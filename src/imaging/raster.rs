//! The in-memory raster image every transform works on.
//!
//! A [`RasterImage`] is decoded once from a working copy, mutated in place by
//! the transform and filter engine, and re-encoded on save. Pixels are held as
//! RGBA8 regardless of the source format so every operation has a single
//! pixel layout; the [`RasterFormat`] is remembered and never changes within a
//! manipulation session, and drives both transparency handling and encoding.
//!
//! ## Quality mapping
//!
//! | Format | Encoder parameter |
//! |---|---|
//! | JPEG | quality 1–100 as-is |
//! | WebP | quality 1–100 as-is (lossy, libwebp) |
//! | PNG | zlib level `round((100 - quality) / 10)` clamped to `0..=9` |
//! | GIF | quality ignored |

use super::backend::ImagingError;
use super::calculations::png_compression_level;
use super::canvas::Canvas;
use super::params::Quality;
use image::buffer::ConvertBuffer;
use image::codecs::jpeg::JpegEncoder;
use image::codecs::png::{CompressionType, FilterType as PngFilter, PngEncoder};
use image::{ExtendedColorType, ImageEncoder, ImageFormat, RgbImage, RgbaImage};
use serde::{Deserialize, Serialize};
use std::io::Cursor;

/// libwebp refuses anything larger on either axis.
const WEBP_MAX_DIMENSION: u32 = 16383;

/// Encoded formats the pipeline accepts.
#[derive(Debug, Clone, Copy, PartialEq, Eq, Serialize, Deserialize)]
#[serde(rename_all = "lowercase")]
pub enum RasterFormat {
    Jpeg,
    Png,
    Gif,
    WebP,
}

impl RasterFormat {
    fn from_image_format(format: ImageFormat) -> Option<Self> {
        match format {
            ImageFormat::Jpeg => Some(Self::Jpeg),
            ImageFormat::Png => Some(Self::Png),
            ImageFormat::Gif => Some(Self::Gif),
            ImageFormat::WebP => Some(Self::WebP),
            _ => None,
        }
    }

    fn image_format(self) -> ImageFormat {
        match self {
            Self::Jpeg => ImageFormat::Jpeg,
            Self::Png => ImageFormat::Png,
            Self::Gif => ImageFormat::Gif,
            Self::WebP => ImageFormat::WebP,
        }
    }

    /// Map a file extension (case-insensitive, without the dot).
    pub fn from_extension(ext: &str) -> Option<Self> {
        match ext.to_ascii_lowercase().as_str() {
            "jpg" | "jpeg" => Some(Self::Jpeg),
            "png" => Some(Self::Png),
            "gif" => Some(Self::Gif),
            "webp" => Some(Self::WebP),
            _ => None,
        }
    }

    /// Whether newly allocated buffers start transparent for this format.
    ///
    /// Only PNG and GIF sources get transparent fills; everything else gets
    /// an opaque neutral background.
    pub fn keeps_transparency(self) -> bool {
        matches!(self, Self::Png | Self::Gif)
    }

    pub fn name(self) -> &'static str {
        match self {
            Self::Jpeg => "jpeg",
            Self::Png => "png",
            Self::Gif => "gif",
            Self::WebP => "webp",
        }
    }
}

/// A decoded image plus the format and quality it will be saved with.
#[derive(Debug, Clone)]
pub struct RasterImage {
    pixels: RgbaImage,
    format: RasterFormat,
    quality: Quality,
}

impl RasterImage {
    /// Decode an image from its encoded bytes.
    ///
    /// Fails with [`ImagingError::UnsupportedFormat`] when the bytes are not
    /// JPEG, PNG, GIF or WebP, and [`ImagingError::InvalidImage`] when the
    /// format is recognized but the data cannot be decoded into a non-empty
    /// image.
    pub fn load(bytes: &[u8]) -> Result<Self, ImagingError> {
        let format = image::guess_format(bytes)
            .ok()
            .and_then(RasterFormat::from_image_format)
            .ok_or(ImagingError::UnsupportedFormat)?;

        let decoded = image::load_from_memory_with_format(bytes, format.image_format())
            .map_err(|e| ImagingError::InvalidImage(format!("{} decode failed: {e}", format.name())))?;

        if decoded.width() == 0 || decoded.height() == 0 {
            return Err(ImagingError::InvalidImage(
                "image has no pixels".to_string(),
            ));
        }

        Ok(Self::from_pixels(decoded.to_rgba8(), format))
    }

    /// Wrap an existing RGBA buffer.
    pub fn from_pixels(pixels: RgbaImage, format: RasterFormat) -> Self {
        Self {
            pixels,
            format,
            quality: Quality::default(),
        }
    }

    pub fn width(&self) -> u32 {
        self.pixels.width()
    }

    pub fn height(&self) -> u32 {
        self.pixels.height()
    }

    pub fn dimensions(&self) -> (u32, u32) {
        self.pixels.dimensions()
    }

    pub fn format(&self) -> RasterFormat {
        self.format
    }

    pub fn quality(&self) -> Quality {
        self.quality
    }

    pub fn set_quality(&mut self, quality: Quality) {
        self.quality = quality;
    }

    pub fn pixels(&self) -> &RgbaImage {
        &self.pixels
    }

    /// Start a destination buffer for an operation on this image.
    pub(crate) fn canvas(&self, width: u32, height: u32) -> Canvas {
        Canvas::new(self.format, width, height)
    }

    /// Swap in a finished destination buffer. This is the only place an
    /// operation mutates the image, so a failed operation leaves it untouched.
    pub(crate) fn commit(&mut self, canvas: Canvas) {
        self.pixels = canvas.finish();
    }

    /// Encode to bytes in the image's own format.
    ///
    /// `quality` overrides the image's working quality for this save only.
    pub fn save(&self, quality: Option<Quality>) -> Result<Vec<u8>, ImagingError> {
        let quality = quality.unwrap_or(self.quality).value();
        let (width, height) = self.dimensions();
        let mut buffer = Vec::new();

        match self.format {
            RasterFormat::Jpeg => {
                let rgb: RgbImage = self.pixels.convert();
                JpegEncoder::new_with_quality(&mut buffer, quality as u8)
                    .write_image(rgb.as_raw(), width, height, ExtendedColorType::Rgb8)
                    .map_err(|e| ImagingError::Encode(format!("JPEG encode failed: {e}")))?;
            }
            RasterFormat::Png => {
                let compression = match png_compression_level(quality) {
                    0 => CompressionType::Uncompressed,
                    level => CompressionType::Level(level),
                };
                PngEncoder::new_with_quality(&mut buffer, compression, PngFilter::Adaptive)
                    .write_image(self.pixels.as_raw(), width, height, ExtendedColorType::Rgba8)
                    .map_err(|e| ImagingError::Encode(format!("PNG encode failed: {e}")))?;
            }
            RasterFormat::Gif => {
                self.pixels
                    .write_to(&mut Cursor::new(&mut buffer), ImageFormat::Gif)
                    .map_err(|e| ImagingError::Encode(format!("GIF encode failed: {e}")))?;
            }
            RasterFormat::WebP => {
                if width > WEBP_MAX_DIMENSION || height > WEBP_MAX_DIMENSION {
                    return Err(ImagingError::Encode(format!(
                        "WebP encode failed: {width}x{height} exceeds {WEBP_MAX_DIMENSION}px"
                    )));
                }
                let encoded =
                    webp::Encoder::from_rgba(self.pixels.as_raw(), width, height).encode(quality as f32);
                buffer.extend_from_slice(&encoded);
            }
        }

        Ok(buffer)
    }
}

Work request
Report every line in the data above in which the word "dimensions" appears.

Task answer
    pub fn dimensions(&self) -> (u32, u32) {
        self.pixels.dimensions()
        let (width, height) = self.dimensions();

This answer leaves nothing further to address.